Abbiamo poi potuto sentire il parere
degli attori protagonisti su una questione tanto dedicata,
confrontando il punto di vista femminile a quello maschile. La
protagonista Virginie Efira ha dichiarato:
“Quando ho letto la sceneggiatura di Rebecca ho colto
immediatamente la descrizione che voleva fare del momento di una
vita della donna che non ho mai visto rappresentato al cinema e che
corrisponde a una riflessione che ho fatto a livello personale.
Stiamo parlando di qualcosa che appartiene a tutte le donne, fa
parte di una sorte di desideri da parte di una donna che spesso si
scontrano con l’impotenza e che si può anche esprimere senza avere
figli, ma tramite un personaggio che è matrigna della figlia di un
compagno. Ci sono tante domande nella sceneggiatura e non abbiamo
bisogno di risposte: a me bastava riconoscermi in quelle
domande“.
Ha poi proseguito Roschdy
Zem: “Voglio condividere con voi l’emozione di
sentirmi privilegiato di portare sullo schermo una storia così
tipica del 21esimo secolo. Il fatto che una regista abbia avuto
l’idea di questo progetto apre la porta a una nuova era della
tradizione cinematografica. Ci sono una serie di soggetti e
tematiche nuove nel cinema, mai state affrontate prima d’ora nel
linguaggio cinematografico. Per me il futuro del cinema è
femminile: o sarà donna o non sarà“.
Un aspetto interessante de I
figli degli altri è l’indagine interiore anche di
Leila, la bambina cui la nostra protagonista
stringe un legame inedito. “É sicuramente difficile riuscire a
tracciare un ritratto dei bambini nella loro ambivalenza
all’interno di una storia. Da un lato sono una benedizione,
dall’altro possono anche essere un peso nella vita, anche se sono
degli esseri nei confronti dei quali noi proviamo un bene immenso.
Alla base del fare un figlio c’è questo conflitto e io volevo
mostrarlo.
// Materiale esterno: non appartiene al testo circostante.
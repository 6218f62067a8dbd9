//! Task aggregate root and edit/transition behaviour.

use super::{
    ComplexityId, PriorityId, TaskDomainError, TaskEvent, TaskField, TaskId, TaskStatus,
    TransitionOutcome, WorkcenterId,
    transition::{NotificationNote, NotificationRecipient, rule_for},
};
use crate::access::domain::{AccessDenied, Actor, UserId};
use crate::receive::domain::ReceiveId;
use crate::sequence::domain::ReferenceNumber;
use chrono::{DateTime, Utc};
use mockable::Clock;
use serde::{Deserialize, Serialize};

/// Validated input for creating a task.
#[derive(Debug, Clone, PartialEq, Eq)]
pub struct TaskDraft {
    title: String,
    description: Option<String>,
    priority_id: Option<PriorityId>,
    complexity_id: Option<ComplexityId>,
    workcenter_id: Option<WorkcenterId>,
    receive_id: Option<ReceiveId>,
}

impl TaskDraft {
    /// Creates a draft with a validated title.
    ///
    /// # Errors
    ///
    /// Returns [`TaskDomainError::EmptyTitle`] when the title is empty
    /// after trimming.
    pub fn new(title: impl Into<String>) -> Result<Self, TaskDomainError> {
        Ok(Self {
            title: validate_title(title.into())?,
            description: None,
            priority_id: None,
            complexity_id: None,
            workcenter_id: None,
            receive_id: None,
        })
    }

    /// Sets the description.
    #[must_use]
    pub fn with_description(mut self, description: impl Into<String>) -> Self {
        self.description = Some(description.into());
        self
    }

    /// Sets the priority reference.
    #[must_use]
    pub const fn with_priority(mut self, priority_id: PriorityId) -> Self {
        self.priority_id = Some(priority_id);
        self
    }

    /// Sets the complexity reference.
    #[must_use]
    pub const fn with_complexity(mut self, complexity_id: ComplexityId) -> Self {
        self.complexity_id = Some(complexity_id);
        self
    }

    /// Sets the workcenter reference.
    #[must_use]
    pub const fn with_workcenter(mut self, workcenter_id: WorkcenterId) -> Self {
        self.workcenter_id = Some(workcenter_id);
        self
    }

    /// Links the task to the originating receive. The link is fixed for the
    /// task's lifetime.
    #[must_use]
    pub const fn with_receive(mut self, receive_id: ReceiveId) -> Self {
        self.receive_id = Some(receive_id);
        self
    }
}

/// Requested non-status field edits. An unset field is left untouched; a
/// set field is overwritten, with `None` clearing optional fields.
#[derive(Debug, Clone, PartialEq, Eq, Default)]
pub struct TaskEdits {
    title: Option<String>,
    description: Option<Option<String>>,
    priority_id: Option<Option<PriorityId>>,
    complexity_id: Option<Option<ComplexityId>>,
    workcenter_id: Option<Option<WorkcenterId>>,
}

impl TaskEdits {
    /// Creates an empty edit request.
    #[must_use]
    pub fn new() -> Self {
        Self::default()
    }

    /// Requests a title change.
    #[must_use]
    pub fn set_title(mut self, title: impl Into<String>) -> Self {
        self.title = Some(title.into());
        self
    }

    /// Requests a description change; `None` clears it.
    #[must_use]
    pub fn set_description(mut self, description: Option<String>) -> Self {
        self.description = Some(description);
        self
    }

    /// Requests a priority change; `None` clears it.
    #[must_use]
    pub const fn set_priority(mut self, priority_id: Option<PriorityId>) -> Self {
        self.priority_id = Some(priority_id);
        self
    }

    /// Requests a complexity change; `None` clears it.
    #[must_use]
    pub const fn set_complexity(mut self, complexity_id: Option<ComplexityId>) -> Self {
        self.complexity_id = Some(complexity_id);
        self
    }

    /// Requests a workcenter change; `None` clears it.
    #[must_use]
    pub const fn set_workcenter(mut self, workcenter_id: Option<WorkcenterId>) -> Self {
        self.workcenter_id = Some(workcenter_id);
        self
    }
}

/// One applied field change, input to the history log.
#[derive(Debug, Clone, PartialEq, Eq)]
pub struct FieldChange {
    /// The edited field.
    pub field: TaskField,
    /// The previous value, rendered for the history log.
    pub old_value: Option<String>,
    /// The replacement value, rendered for the history log.
    pub new_value: Option<String>,
}

/// Task aggregate root.
#[derive(Debug, Clone, PartialEq, Eq, Serialize, Deserialize)]
pub struct Task {
    id: TaskId,
    record_number: ReferenceNumber,
    title: String,
    description: Option<String>,
    priority_id: Option<PriorityId>,
    complexity_id: Option<ComplexityId>,
    workcenter_id: Option<WorkcenterId>,
    status: TaskStatus,
    assigned_to: Option<UserId>,
    created_by: UserId,
    receive_id: Option<ReceiveId>,
    created_at: DateTime<Utc>,
    updated_at: DateTime<Utc>,
}

/// Parameter object for reconstructing a persisted task aggregate.
#[derive(Debug, Clone, PartialEq, Eq)]
pub struct PersistedTaskData {
    /// Persisted task identifier.
    pub id: TaskId,
    /// Persisted record number.
    pub record_number: ReferenceNumber,
    /// Persisted title.
    pub title: String,
    /// Persisted description, if any.
    pub description: Option<String>,
    /// Persisted priority reference, if any.
    pub priority_id: Option<PriorityId>,
    /// Persisted complexity reference, if any.
    pub complexity_id: Option<ComplexityId>,
    /// Persisted workcenter reference, if any.
    pub workcenter_id: Option<WorkcenterId>,
    /// Persisted lifecycle status.
    pub status: TaskStatus,
    /// Persisted assignee, if any.
    pub assigned_to: Option<UserId>,
    /// Persisted creator.
    pub created_by: UserId,
    /// Persisted originating receive, if any.
    pub receive_id: Option<ReceiveId>,
    /// Persisted creation timestamp.
    pub created_at: DateTime<Utc>,
    /// Persisted latest lifecycle timestamp.
    pub updated_at: DateTime<Utc>,
}

impl Task {
    /// Creates a new task in `Active` status.
    ///
    /// The record number is issued exactly once, here; it survives every
    /// later transition including revert.
    ///
    /// # Errors
    ///
    /// Returns [`TaskDomainError::Denied`] when the actor may not create
    /// tasks.
    pub fn create(
        actor: &Actor,
        record_number: ReferenceNumber,
        draft: TaskDraft,
        clock: &impl Clock,
    ) -> Result<Self, TaskDomainError> {
        AccessDenied::require(actor.can_create_tasks())?;
        let timestamp = clock.utc();
        Ok(Self {
            id: TaskId::new(),
            record_number,
            title: draft.title,
            description: draft.description,
            priority_id: draft.priority_id,
            complexity_id: draft.complexity_id,
            workcenter_id: draft.workcenter_id,
            status: TaskStatus::Active,
            assigned_to: None,
            created_by: actor.user_id(),
            receive_id: draft.receive_id,
            created_at: timestamp,
            updated_at: timestamp,
        })
    }

    /// Reconstructs a task from persisted storage.
    #[must_use]
    pub fn from_persisted(data: PersistedTaskData) -> Self {
        Self {
            id: data.id,
            record_number: data.record_number,
            title: data.title,
            description: data.description,
            priority_id: data.priority_id,
            complexity_id: data.complexity_id,
            workcenter_id: data.workcenter_id,
            status: data.status,
            assigned_to: data.assigned_to,
            created_by: data.created_by,
            receive_id: data.receive_id,
            created_at: data.created_at,
            updated_at: data.updated_at,
        }
    }

    /// Returns the task identifier.
    #[must_use]
    pub const fn id(&self) -> TaskId {
        self.id
    }

    /// Returns the immutable record number.
    #[must_use]
    pub const fn record_number(&self) -> ReferenceNumber {
        self.record_number
    }

    /// Returns the title.
    #[must_use]
    pub fn title(&self) -> &str {
        &self.title
    }

    /// Returns the description, if any.
    #[must_use]
    pub fn description(&self) -> Option<&str> {
        self.description.as_deref()
    }

    /// Returns the priority reference, if any.
    #[must_use]
    pub const fn priority_id(&self) -> Option<PriorityId> {
        self.priority_id
    }

    /// Returns the complexity reference, if any.
    #[must_use]
    pub const fn complexity_id(&self) -> Option<ComplexityId> {
        self.complexity_id
    }

    /// Returns the workcenter reference, if any.
    #[must_use]
    pub const fn workcenter_id(&self) -> Option<WorkcenterId> {
        self.workcenter_id
    }

    /// Returns the lifecycle status.
    #[must_use]
    pub const fn status(&self) -> TaskStatus {
        self.status
    }

    /// Returns the current assignee, if any.
    #[must_use]
    pub const fn assigned_to(&self) -> Option<UserId> {
        self.assigned_to
    }

    /// Returns the creator.
    #[must_use]
    pub const fn created_by(&self) -> UserId {
        self.created_by
    }

    /// Returns the originating receive, if any.
    #[must_use]
    pub const fn receive_id(&self) -> Option<ReceiveId> {
        self.receive_id
    }

    /// Returns the creation timestamp.
    #[must_use]
    pub const fn created_at(&self) -> DateTime<Utc> {
        self.created_at
    }

    /// Returns the latest lifecycle timestamp.
    #[must_use]
    pub const fn updated_at(&self) -> DateTime<Utc> {
        self.updated_at
    }

    /// Applies a lifecycle event per the transition table.
    ///
    /// The guard is evaluated before the status precondition, so an
    /// unauthorized caller always sees a denial rather than a state hint.
    /// On success the aggregate holds the new status and assignee, and the
    /// returned outcome names the actions to append and the notification to
    /// dispatch.
    ///
    /// # Errors
    ///
    /// Returns [`TaskDomainError::Denied`] when the rule's guard rejects
    /// the actor, or [`TaskDomainError::InvalidTransition`] when the task
    /// is not in the rule's required prior status. Either way the aggregate
    /// is unchanged.
    pub fn apply(
        &mut self,
        event: &TaskEvent,
        actor: &Actor,
        clock: &impl Clock,
    ) -> Result<TransitionOutcome, TaskDomainError> {
        let rule = rule_for(event.kind());
        AccessDenied::require(rule.guard().allows(actor, self.created_by, self.assigned_to))?;
        if self.status != rule.from() {
            return Err(TaskDomainError::InvalidTransition {
                task_id: self.id,
                from: self.status,
                event: event.kind(),
            });
        }

        if let Some(assignee) = event.assignee() {
            self.assigned_to = Some(assignee);
        }
        self.status = rule.to();
        self.touch(clock);

        let notify = rule.notification().and_then(|(recipient, kind)| {
            let user = match recipient {
                NotificationRecipient::Assignee => self.assigned_to,
                NotificationRecipient::Creator => Some(self.created_by),
            };
            user.map(|recipient_id| NotificationNote {
                recipient: recipient_id,
                kind,
            })
        });

        Ok(TransitionOutcome {
            actions: rule.actions(),
            notify,
        })
    }

    /// Applies non-status field edits and returns the per-field diffs.
    ///
    /// # Errors
    ///
    /// Returns [`TaskDomainError::Denied`] when the actor's role is below
    /// the edit ceiling, [`TaskDomainError::EmptyTitle`] when a requested
    /// title is empty, or [`TaskDomainError::NoFieldsChanged`] when the
    /// request leaves every field as it was. The aggregate is unchanged on
    /// any error.
    pub fn apply_edit(
        &mut self,
        actor: &Actor,
        edits: TaskEdits,
        clock: &impl Clock,
    ) -> Result<Vec<FieldChange>, TaskDomainError> {
        AccessDenied::require(actor.role().can_edit_task())?;

        let new_title = edits.title.map(validate_title).transpose()?;
        let mut changes = Vec::new();

        if let Some(title) = new_title
            && title != self.title
        {
            changes.push(FieldChange {
                field: TaskField::Title,
                old_value: Some(self.title.clone()),
                new_value: Some(title.clone()),
            });
            self.title = title;
        }
        if let Some(description) = edits.description
            && description != self.description
        {
            changes.push(FieldChange {
                field: TaskField::Description,
                old_value: self.description.clone(),
                new_value: description.clone(),
            });
            self.description = description;
        }
        if let Some(priority_id) = edits.priority_id
            && priority_id != self.priority_id
        {
            changes.push(FieldChange {
                field: TaskField::Priority,
                old_value: self.priority_id.map(|id| id.to_string()),
                new_value: priority_id.map(|id| id.to_string()),
            });
            self.priority_id = priority_id;
        }
        if let Some(complexity_id) = edits.complexity_id
            && complexity_id != self.complexity_id
        {
            changes.push(FieldChange {
                field: TaskField::Complexity,
                old_value: self.complexity_id.map(|id| id.to_string()),
                new_value: complexity_id.map(|id| id.to_string()),
            });
            self.complexity_id = complexity_id;
        }
        if let Some(workcenter_id) = edits.workcenter_id
            && workcenter_id != self.workcenter_id
        {
            changes.push(FieldChange {
                field: TaskField::Workcenter,
                old_value: self.workcenter_id.map(|id| id.to_string()),
                new_value: workcenter_id.map(|id| id.to_string()),
            });
            self.workcenter_id = workcenter_id;
        }

        if changes.is_empty() {
            return Err(TaskDomainError::NoFieldsChanged(self.id));
        }
        self.touch(clock);
        Ok(changes)
    }

    /// Updates the `updated_at` timestamp to the current clock time.
    fn touch(&mut self, clock: &impl Clock) {
        self.updated_at = clock.utc();
    }
}

/// Trims and validates a task title.
fn validate_title(title: String) -> Result<String, TaskDomainError> {
    let trimmed = title.trim();
    if trimmed.is_empty() {
        return Err(TaskDomainError::EmptyTitle);
    }
    Ok(trimmed.to_owned())
}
Può anche accadere che non piacciano i figli del
compagno che ci scegliamo. Nel cinema siamo cresciuti vedendo
rapporti idilliaci tra famiglie e figli. All’inizio del film io ho
semplicemente tratteggiato l’innamoramento, volevo più che altro
dare una caratterizzazione ai singoli personaggi, non soffermarmi
sulla storia d’amore. Virginie è un’insegnante, ha un rapporto
molto intimo con la figura infantile. Alla base, è una storia
semplice ma arriviamo a coglierne tutte le sfumature“.
Nel film, incontriamo anche il
regista Frederick Wiseman in un
cameo inedito e Rebecca Zlotowski ha parlato del
rapporto che si è instaurato nel corso degli anni tra i due:
“Ci siamo incontrati su un ascensore a Venezia, io ero giudice
di Orizzonti. Io avevo scarpe brillantinate, lui giganti e
sportive. ‘Scarpe da regista’, mi dice lui, ‘Scarpe da regista’,
ribatto io riferendomi alle mie. Ci siamo poi incontrati più volte,
lui vive a Parigi. Mi è venuto in mente che lui ama recitare ed è
una persona scherzosa, con un grande senso dell’umorismo. Gli è
piaciuto moltissimo fare questo cameo assolutamente comico. Prima
di fare la regista, sono stata insegnante di cinema, in particolare
di documentari e mi piace pensare che questa figura possa essere
definita come un ricercatore nel museo dell’uomo, mi piaceva l’idea
che Wiseman rispecchiasse questo interpretando un
ginecologo“.
Rebecca Zlotowski
ha poi concluso con una riflessione molto profonda sul ruolo delle
donne nella società odierna. “La posizione delle donne è
cambiata lentamente ma negli ultimi sessant’anni abbiamo visto che
ha assunto anche un importantissimo ruolo sociale, oltre che
privato. Riusciamo a definirci in modo differente rispetto al ruolo
materno che ci è stato tradizionalmente assegnato. Sicuramente, è
ancora fin troppo diffusa l’idea dell’orologio biologico che
scadrà, ma dobbiamo chiederci come vogliamo definirci rispetto alla
vita che vogliamo fare. É il momento in cui dobbiamo dire che
possiamo non volere figli, che l’aborto deve essere un diritto,
anche se c’è tanto dolore in tutto ciò. Forse mi sento legittimata
a dire questo perchè sono una donna francese e abbiamo solidi
diritti. Ma voglio fare sentire la mia voce, questo film è una vera
e propria lettera d’amore per tutte le persone che erano come me
qualche anno fa“.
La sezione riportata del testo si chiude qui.